:: Excerpted records ::
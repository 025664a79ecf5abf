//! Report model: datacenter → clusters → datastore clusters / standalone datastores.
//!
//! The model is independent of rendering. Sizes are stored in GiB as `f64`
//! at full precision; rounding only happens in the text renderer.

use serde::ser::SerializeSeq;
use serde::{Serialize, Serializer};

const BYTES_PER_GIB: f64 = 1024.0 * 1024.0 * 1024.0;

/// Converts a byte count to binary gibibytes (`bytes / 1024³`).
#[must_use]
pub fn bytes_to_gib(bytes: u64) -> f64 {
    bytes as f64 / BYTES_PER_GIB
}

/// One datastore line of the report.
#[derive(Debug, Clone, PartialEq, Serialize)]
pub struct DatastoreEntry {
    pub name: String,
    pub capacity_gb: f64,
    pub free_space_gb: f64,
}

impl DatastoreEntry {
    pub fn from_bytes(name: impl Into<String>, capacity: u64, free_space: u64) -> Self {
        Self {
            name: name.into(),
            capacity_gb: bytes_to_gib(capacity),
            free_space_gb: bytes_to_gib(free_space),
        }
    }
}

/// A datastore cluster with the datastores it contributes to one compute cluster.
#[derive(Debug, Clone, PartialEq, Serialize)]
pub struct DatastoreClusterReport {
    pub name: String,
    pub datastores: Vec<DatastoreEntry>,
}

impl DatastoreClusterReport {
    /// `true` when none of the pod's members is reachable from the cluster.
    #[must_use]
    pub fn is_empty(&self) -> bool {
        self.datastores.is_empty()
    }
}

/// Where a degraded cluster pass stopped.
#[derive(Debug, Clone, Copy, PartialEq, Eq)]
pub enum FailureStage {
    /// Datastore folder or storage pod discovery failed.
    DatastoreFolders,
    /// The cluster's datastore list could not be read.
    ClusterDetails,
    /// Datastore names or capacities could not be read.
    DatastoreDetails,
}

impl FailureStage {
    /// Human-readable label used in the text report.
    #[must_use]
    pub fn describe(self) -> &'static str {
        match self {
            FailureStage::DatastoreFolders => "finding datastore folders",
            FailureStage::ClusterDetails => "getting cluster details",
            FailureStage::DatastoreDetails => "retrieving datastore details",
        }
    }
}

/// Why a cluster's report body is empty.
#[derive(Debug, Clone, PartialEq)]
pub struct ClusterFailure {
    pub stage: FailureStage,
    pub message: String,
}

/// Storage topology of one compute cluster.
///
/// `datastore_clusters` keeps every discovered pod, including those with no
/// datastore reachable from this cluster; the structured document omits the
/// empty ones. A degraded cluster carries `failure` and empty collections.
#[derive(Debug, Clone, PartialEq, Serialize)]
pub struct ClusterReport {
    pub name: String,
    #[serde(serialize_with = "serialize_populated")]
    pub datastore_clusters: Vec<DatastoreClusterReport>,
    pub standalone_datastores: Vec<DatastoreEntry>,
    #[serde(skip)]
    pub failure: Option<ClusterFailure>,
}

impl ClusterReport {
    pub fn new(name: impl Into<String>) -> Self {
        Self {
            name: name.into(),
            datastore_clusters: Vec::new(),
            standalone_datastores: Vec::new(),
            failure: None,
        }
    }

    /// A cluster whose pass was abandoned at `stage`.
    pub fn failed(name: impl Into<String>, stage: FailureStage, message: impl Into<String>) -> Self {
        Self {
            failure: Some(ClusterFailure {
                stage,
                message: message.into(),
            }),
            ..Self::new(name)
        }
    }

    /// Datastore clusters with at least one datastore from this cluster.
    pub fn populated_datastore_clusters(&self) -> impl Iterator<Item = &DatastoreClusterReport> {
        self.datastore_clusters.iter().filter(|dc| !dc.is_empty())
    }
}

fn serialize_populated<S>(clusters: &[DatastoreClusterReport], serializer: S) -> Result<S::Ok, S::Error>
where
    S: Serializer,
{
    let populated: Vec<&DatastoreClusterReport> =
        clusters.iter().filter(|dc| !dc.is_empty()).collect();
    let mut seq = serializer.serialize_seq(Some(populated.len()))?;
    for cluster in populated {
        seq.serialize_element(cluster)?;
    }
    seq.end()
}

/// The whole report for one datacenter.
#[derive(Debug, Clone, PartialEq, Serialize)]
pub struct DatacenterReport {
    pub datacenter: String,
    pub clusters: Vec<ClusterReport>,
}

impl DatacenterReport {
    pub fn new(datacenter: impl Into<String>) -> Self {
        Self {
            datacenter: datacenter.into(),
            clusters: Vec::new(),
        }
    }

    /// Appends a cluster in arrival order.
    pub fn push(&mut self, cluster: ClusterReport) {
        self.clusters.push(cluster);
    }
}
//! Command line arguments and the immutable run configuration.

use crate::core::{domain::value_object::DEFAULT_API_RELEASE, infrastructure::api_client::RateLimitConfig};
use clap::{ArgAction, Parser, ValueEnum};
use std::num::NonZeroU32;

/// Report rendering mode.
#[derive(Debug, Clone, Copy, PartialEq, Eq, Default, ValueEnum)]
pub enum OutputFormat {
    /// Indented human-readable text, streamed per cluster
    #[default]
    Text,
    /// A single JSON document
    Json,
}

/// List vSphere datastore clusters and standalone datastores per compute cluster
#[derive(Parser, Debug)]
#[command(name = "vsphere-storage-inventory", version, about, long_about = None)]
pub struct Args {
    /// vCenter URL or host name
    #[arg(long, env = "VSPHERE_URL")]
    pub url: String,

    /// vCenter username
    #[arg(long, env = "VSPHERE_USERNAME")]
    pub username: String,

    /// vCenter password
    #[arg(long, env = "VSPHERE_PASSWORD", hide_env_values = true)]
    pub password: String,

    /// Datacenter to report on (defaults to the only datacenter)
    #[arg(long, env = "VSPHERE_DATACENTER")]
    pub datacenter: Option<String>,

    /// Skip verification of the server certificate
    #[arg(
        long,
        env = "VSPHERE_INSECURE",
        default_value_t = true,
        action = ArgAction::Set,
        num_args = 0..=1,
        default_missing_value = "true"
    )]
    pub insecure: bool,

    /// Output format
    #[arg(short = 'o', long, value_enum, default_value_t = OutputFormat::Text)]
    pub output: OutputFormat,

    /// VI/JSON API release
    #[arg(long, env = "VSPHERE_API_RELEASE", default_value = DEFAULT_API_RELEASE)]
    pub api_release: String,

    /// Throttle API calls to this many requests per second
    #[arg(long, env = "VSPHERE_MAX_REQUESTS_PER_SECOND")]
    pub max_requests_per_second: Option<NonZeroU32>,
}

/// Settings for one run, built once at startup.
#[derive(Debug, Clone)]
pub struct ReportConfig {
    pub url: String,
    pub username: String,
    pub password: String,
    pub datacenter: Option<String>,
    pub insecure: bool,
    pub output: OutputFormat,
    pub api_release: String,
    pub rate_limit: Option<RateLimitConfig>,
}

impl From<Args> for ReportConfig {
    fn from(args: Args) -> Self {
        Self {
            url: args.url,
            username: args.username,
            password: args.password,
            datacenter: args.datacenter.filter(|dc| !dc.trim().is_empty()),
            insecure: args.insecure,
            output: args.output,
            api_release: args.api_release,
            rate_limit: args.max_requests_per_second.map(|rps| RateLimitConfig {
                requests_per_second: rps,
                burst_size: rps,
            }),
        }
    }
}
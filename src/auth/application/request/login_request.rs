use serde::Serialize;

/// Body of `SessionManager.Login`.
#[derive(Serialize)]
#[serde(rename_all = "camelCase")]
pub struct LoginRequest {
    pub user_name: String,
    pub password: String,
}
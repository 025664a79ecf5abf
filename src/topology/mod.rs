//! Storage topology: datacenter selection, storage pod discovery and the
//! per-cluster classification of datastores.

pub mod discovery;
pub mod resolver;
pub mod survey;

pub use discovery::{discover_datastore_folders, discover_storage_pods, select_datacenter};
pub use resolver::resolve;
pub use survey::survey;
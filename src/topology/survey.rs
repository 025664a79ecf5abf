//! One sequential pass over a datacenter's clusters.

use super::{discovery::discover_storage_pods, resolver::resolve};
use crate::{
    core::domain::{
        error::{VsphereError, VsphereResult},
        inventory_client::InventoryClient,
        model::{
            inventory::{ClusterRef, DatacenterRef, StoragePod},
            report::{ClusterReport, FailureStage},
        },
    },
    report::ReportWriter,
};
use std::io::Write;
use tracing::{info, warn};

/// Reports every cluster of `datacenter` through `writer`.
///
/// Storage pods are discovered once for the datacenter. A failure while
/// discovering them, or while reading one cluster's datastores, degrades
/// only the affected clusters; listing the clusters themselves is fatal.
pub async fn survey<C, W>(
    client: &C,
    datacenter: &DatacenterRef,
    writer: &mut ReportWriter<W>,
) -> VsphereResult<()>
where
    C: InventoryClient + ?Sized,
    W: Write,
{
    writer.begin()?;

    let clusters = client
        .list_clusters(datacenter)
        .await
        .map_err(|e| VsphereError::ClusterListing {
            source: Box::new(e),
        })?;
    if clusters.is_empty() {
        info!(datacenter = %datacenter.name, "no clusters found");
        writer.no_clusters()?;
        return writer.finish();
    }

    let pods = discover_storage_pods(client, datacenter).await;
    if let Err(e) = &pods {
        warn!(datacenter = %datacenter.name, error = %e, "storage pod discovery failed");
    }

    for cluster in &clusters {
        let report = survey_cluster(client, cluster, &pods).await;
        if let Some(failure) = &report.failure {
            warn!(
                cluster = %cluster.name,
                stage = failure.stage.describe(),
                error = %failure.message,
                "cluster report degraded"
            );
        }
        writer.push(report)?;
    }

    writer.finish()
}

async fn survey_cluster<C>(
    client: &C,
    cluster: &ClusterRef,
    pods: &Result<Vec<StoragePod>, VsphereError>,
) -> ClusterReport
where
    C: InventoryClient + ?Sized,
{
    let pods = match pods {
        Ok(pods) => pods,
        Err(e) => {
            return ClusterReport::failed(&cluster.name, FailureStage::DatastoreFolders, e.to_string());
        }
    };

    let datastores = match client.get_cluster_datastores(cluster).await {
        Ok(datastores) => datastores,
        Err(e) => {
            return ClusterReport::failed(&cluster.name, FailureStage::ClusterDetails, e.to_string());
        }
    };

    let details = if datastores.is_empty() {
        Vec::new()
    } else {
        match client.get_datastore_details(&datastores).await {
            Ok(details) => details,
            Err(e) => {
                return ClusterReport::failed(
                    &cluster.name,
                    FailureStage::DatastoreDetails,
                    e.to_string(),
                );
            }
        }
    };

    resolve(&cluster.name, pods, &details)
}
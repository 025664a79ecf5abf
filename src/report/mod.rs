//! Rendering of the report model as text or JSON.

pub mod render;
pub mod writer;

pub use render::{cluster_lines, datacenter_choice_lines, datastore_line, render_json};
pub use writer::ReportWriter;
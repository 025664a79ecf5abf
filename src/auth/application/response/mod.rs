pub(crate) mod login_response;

:: What you have to do ::
Check each line above for "topology" and return the ones that have it.

:: Result of the task ::
/// Storage topology of one compute cluster.
filename src/topology/mod.rs
//! Storage topology: datacenter selection, storage pod discovery and the
filename src/topology/survey.rs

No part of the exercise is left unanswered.